21st Century Desolation.

In Sonny's Journal on August 7, 2012 at 7:58 am

-  Well, I was whoring myself out yesterday on Facebook (not Twitter, for some reason) so I might as well do it here too.  Heh.

The record I’ve been working on is now completely finished, it is called “HILLS RUN RED“.  Mostly Electronic, though the break-beats and turntablism of Hip-Hop remain.  A Western, built from 3 tracks and clocking in around 53 s0me minutes.  It’s a long, draining album, with a narrative arc and even some Bob Dylan sampling.  I know I can do better, and I will, but it’s probably the best thing I’ve ever done.  I threw a single up on Soundcloud yesterday.  It’s called “Dawn Rider”:

Will post again about it upon release!

How I Finally Outgrew My Obsession With Marylin Monroe by Glenda Cooper

“Perhaps she was the perfect symbol for a girl in the process of growing up: the endless drama, life on the edge, the self-improvement, the search for Mr Right – and the Mr Wrongs. But however tragic her story and seductive her gaze, the Marilyn saga seemed suddenly rather narcissistic – another set of unseen photographs revealed, another conspiracy theory put forward, another re-evaluation, another anniversary. Perhaps as I reached the age she was when she died, we parted company. Now I couldn’t compare myself with her any more, and had to get on with real life alone.”

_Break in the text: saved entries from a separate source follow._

use serde::{Deserialize, Serialize};

use crate::error::{InvestigationError, Result};

/// Main configuration structure loaded from investigator.toml and environment variables
#[derive(Debug, Clone, Deserialize, Serialize)]
pub struct Config {
    #[serde(default)]
    pub investigation: InvestigationConfig,
    #[serde(default)]
    pub ai: AiConfig,
    #[serde(default)]
    pub telemetry: TelemetryConfig,
    /// Runtime configuration loaded from environment variables
    #[serde(skip)]
    pub runtime: RuntimeConfig,
}

/// Orchestration tuning
#[derive(Debug, Clone, Deserialize, Serialize)]
#[serde(default)]
pub struct InvestigationConfig {
    /// Row count above which evidence is tagged critical
    pub critical_row_threshold: usize,
    /// Row count above which evidence is tagged important
    pub important_row_threshold: usize,
    /// Plans estimated longer than this get an advisory suggestion from the validator
    pub advisory_max_plan_seconds: u64,
    pub default_language: String,
    pub default_max_execution_secs: Option<u64>,
}

impl Default for InvestigationConfig {
    fn default() -> Self {
        Self {
            critical_row_threshold: 1000,
            important_row_threshold: 100,
            advisory_max_plan_seconds: 1800,
            default_language: "en".to_string(),
            default_max_execution_secs: None,
        }
    }
}

/// AI reasoning adapter selection
#[derive(Debug, Clone, Deserialize, Serialize)]
#[serde(default)]
pub struct AiConfig {
    /// "gemini_cli" or "openai"
    pub provider: String,
    pub model: String,
    pub base_url: String,
    pub timeout_ms: u64,
    pub max_output_bytes: usize,
}

impl Default for AiConfig {
    fn default() -> Self {
        Self {
            provider: "gemini_cli".to_string(),
            model: "auto".to_string(),
            base_url: "https://api.openai.com/v1".to_string(),
            timeout_ms: 120_000,
            max_output_bytes: 512 * 1024,
        }
    }
}

/// Telemetry backend connection
#[derive(Debug, Clone, Deserialize, Serialize)]
#[serde(default)]
pub struct TelemetryConfig {
    pub endpoint: String,
    pub timeout_ms: u64,
    pub username: Option<String>,
}

impl Default for TelemetryConfig {
    fn default() -> Self {
        Self {
            endpoint: "http://127.0.0.1:8080/query".to_string(),
            timeout_ms: 30_000,
            username: None,
        }
    }
}

/// Runtime configuration loaded from environment variables
#[derive(Debug, Clone)]
pub struct RuntimeConfig {
    pub ai_api_key: Option<String>,
    pub telemetry_token: Option<String>,
    pub log_level: String,
}

impl Default for RuntimeConfig {
    fn default() -> Self {
        Self {
            ai_api_key: None,
            telemetry_token: None,
            log_level: "telemetry_investigator=info".to_string(),
        }
    }
}

impl RuntimeConfig {
    /// Load runtime configuration from environment variables
    pub fn load_from_env() -> Self {
        Self {
            ai_api_key: std::env::var("INVESTIGATOR_AI_API_KEY")
                .or_else(|_| std::env::var("OPENAI_API_KEY"))
                .ok(),
            telemetry_token: std::env::var("INVESTIGATOR_TELEMETRY_TOKEN").ok(),
            log_level: std::env::var("RUST_LOG")
                .unwrap_or_else(|_| "telemetry_investigator=info".to_string()),
        }
    }
}

impl Default for Config {
    fn default() -> Self {
        Self {
            investigation: InvestigationConfig::default(),
            ai: AiConfig::default(),
            telemetry: TelemetryConfig::default(),
            runtime: RuntimeConfig::default(),
        }
    }
}

impl Config {
    /// Load configuration from TOML file and environment variables.
    /// Uses INVESTIGATOR_CONFIG or defaults to "investigator.toml".
    pub fn load() -> Result<Self> {
        crate::load_env();

        let config_path = std::env::var("INVESTIGATOR_CONFIG")
            .unwrap_or_else(|_| "investigator.toml".to_string());
        Self::load_from(&config_path)
    }

    /// Load `config_path` (defaults if missing), then apply env overrides.
    ///
    /// Emits its warnings through `tracing`, so install the subscriber first.
    pub fn load_from(config_path: &str) -> Result<Self> {
        let mut config = match std::fs::read_to_string(config_path) {
            Ok(content) => Self::from_toml_str(&content)?,
            Err(_) => {
                tracing::warn!("Config file {} not found, using defaults", config_path);
                Self::default()
            }
        };

        // Env-first overrides
        if let Ok(provider) = std::env::var("INVESTIGATOR_AI_PROVIDER") {
            config.ai.provider = provider;
        }
        if let Ok(model) = std::env::var("INVESTIGATOR_AI_MODEL") {
            config.ai.model = model;
        }
        if let Ok(endpoint) = std::env::var("INVESTIGATOR_TELEMETRY_ENDPOINT") {
            tracing::debug!("INVESTIGATOR_TELEMETRY_ENDPOINT env override applied");
            config.telemetry.endpoint = endpoint;
        }

        config.runtime = RuntimeConfig::load_from_env();
        config.validate()?;
        Ok(config)
    }

    /// Parse a TOML document; missing sections take their defaults.
    pub fn from_toml_str(content: &str) -> Result<Self> {
        let mut config: Config = toml::from_str(content)?;
        config.runtime = RuntimeConfig::default();
        Ok(config)
    }

    /// Validate the configuration
    pub fn validate(&self) -> Result<()> {
        let inv = &self.investigation;
        if inv.important_row_threshold >= inv.critical_row_threshold {
            return Err(InvestigationError::Config {
                message: format!(
                    "important_row_threshold ({}) must be below critical_row_threshold ({})",
                    inv.important_row_threshold, inv.critical_row_threshold
                ),
            });
        }
        if self.ai.timeout_ms == 0 || self.telemetry.timeout_ms == 0 {
            return Err(InvestigationError::Config {
                message: "timeouts must be greater than zero".to_string(),
            });
        }
        match self.ai.provider.as_str() {
            "gemini_cli" | "openai" => {}
            other => tracing::warn!("Unknown AI provider '{}', requests will fail", other),
        }
        Ok(())
    }
}

#[cfg(test)]
mod tests {
    use super::*;

    #[test]
    fn defaults_are_valid() {
        let config = Config::default();
        assert!(config.validate().is_ok());
        assert_eq!(config.investigation.critical_row_threshold, 1000);
        assert_eq!(config.investigation.important_row_threshold, 100);
        assert_eq!(config.investigation.advisory_max_plan_seconds, 1800);
    }

    #[test]
    fn partial_toml_fills_defaults() {
        let config = Config::from_toml_str(
            r#"
            [ai]
            provider = "openai"
            model = "gpt-4o-mini"
            "#,
        )
        .unwrap();
        assert_eq!(config.ai.provider, "openai");
        assert_eq!(config.ai.timeout_ms, 120_000);
        assert_eq!(config.telemetry.timeout_ms, 30_000);
        assert_eq!(config.investigation.default_language, "en");
    }

    #[test]
    fn inverted_thresholds_are_rejected() {
        let mut config = Config::default();
        config.investigation.important_row_threshold = 5000;
        let err = config.validate().unwrap_err();
        assert!(matches!(err, InvestigationError::Config { .. }));
    }

    #[derive(Clone, Default)]
    struct Captured(std::sync::Arc<std::sync::Mutex<Vec<u8>>>);

    impl std::io::Write for Captured {
        fn write(&mut self, buf: &[u8]) -> std::io::Result<usize> {
            self.0.lock().unwrap().extend_from_slice(buf);
            Ok(buf.len())
        }

        fn flush(&mut self) -> std::io::Result<()> {
            Ok(())
        }
    }

    #[test]
    fn missing_file_warning_reaches_installed_subscriber() {
        let captured = Captured::default();
        let writer = captured.clone();
        let subscriber = tracing_subscriber::fmt()
            .with_writer(move || writer.clone())
            .with_ansi(false)
            .finish();

        let config = tracing::subscriber::with_default(subscriber, || {
            Config::load_from("/nonexistent/investigator.toml")
        })
        .unwrap();

        assert_eq!(config.investigation.critical_row_threshold, 1000);
        let logs = String::from_utf8(captured.0.lock().unwrap().clone()).unwrap();
        assert!(logs.contains("WARN"), "{}", logs);
        assert!(
            logs.contains("Config file /nonexistent/investigator.toml not found"),
            "{}",
            logs
        );
    }

    #[test]
    fn malformed_toml_is_a_config_error() {
        let err = Config::from_toml_str("[ai\nprovider=").unwrap_err();
        assert!(matches!(err, InvestigationError::Config { .. }));
    }
}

-  My friend was telling me about this the other day:  Vacant Detroit Becomes Dumping Ground For The Dead.

From the street, the two decomposing bodies were nearly invisible, concealed in an overgrown lot alongside worn-out car tires and a moldy sofa. The teenagers had been shot, stripped to their underwear and left on a deserted block.  They were just the latest victims of foul play whose remains went undiscovered for days after being hidden deep inside Detroit’s vast urban wilderness — a crumbling wasteland rarely visited by outsiders and infrequently patrolled by police.  Abandoned and neglected parts of the city are quickly becoming dumping grounds for the dead — at least a dozen bodies in 12 months’ time. And authorities acknowledge there’s little they can do.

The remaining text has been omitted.